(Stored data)
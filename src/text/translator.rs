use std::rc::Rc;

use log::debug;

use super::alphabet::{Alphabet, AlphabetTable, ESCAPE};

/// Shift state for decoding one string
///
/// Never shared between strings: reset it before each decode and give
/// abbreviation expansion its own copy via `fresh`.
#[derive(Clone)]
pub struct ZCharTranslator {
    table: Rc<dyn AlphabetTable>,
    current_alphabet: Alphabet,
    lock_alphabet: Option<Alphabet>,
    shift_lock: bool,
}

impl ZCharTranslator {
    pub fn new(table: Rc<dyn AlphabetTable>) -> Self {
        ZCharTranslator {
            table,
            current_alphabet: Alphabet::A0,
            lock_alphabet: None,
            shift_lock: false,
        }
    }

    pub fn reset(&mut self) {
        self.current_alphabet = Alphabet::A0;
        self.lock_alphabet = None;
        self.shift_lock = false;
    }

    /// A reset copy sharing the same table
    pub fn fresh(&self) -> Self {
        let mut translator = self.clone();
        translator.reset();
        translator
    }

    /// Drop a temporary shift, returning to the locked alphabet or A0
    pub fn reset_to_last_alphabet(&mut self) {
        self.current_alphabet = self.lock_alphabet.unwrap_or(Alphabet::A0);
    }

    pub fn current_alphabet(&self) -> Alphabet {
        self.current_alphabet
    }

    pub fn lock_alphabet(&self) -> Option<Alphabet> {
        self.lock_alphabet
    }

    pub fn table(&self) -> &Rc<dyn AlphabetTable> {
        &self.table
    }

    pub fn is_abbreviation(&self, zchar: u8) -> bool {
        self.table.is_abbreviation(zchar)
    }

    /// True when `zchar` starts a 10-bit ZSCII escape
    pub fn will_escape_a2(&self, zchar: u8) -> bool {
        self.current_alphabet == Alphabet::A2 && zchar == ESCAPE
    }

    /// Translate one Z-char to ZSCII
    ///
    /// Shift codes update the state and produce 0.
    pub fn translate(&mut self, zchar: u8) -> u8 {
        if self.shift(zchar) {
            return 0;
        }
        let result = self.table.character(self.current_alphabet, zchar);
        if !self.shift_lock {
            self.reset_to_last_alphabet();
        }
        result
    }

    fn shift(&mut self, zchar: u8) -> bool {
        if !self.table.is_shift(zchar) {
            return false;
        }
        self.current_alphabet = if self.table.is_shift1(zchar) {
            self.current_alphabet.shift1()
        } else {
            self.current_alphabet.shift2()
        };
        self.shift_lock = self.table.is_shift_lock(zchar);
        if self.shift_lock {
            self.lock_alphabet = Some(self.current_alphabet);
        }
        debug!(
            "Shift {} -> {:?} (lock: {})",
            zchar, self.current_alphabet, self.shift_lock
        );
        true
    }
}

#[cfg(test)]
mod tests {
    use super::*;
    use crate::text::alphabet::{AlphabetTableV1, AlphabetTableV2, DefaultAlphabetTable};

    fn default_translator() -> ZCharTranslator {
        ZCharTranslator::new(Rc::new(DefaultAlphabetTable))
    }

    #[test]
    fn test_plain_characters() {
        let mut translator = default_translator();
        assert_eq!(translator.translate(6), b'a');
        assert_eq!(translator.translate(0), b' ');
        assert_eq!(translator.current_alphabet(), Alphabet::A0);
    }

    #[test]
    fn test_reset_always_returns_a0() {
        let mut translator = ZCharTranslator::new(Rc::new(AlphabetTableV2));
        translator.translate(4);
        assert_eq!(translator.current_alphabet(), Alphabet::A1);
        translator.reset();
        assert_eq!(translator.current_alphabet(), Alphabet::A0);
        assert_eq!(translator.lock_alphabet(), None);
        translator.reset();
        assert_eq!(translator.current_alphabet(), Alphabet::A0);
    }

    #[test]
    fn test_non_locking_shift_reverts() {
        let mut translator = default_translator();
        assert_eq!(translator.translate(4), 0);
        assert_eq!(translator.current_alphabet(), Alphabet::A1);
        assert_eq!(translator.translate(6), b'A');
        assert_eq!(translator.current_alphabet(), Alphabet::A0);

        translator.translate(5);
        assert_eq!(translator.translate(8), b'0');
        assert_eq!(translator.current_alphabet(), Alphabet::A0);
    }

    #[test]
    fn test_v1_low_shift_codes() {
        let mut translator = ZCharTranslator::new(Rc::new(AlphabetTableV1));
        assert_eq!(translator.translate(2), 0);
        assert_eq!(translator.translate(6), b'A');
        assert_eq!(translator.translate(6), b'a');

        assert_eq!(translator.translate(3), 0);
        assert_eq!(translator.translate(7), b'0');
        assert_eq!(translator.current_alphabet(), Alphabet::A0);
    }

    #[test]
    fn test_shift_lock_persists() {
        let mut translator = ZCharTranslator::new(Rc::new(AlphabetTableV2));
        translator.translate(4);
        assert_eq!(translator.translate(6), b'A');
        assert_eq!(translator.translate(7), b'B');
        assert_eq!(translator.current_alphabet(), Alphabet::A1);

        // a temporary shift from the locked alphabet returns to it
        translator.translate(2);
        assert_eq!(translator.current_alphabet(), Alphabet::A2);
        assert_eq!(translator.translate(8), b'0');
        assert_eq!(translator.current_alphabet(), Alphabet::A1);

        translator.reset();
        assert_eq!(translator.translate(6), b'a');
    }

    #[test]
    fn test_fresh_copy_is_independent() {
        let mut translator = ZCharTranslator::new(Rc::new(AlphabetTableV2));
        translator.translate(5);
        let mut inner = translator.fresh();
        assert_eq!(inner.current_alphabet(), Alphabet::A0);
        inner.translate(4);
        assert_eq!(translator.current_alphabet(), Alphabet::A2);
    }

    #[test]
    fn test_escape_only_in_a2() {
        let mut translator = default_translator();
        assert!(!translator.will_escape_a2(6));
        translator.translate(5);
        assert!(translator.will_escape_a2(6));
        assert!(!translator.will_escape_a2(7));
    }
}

> _WHAT THIS TASK INVOLVES_:
Scan the entries above for the string "temporary" and copy each line that contains it.

> _TASK OUTPUT_:
    /// Drop a temporary shift, returning to the locked alphabet or A0
        // a temporary shift from the locked alphabet returns to it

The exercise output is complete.